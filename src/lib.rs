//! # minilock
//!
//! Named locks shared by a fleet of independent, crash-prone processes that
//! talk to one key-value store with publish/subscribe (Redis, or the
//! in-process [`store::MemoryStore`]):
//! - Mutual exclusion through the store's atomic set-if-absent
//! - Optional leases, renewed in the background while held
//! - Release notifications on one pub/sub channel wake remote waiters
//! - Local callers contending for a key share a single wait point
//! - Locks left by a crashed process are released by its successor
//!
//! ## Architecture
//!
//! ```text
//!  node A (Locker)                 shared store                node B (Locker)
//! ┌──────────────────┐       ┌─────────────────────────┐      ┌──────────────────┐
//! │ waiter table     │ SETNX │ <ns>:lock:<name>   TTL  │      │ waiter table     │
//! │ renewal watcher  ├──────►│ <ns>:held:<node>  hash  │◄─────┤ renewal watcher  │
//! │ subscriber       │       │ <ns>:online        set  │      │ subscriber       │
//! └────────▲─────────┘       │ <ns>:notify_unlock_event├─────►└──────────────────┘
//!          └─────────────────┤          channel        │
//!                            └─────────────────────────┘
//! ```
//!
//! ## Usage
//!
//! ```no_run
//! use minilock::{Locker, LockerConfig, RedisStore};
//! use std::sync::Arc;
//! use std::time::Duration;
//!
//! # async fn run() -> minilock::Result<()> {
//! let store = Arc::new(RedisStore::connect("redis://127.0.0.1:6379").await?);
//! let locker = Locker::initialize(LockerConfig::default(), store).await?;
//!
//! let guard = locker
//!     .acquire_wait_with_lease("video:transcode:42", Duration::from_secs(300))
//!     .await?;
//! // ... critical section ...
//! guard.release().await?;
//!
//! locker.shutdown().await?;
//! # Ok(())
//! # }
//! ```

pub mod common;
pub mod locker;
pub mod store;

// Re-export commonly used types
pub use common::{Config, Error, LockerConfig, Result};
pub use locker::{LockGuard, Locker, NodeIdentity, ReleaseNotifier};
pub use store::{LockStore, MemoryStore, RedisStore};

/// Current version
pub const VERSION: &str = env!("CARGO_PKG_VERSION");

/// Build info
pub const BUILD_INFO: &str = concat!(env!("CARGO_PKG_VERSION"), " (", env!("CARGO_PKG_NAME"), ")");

Activity: Go through the entries and copy each line holding the string "await".

Answer to this problem:
//! let store = Arc::new(RedisStore::connect("redis://127.0.0.1:6379").await?);
//! let locker = Locker::initialize(LockerConfig::default(), store).await?;
//!     .await?;
//! guard.release().await?;
//! locker.shutdown().await?;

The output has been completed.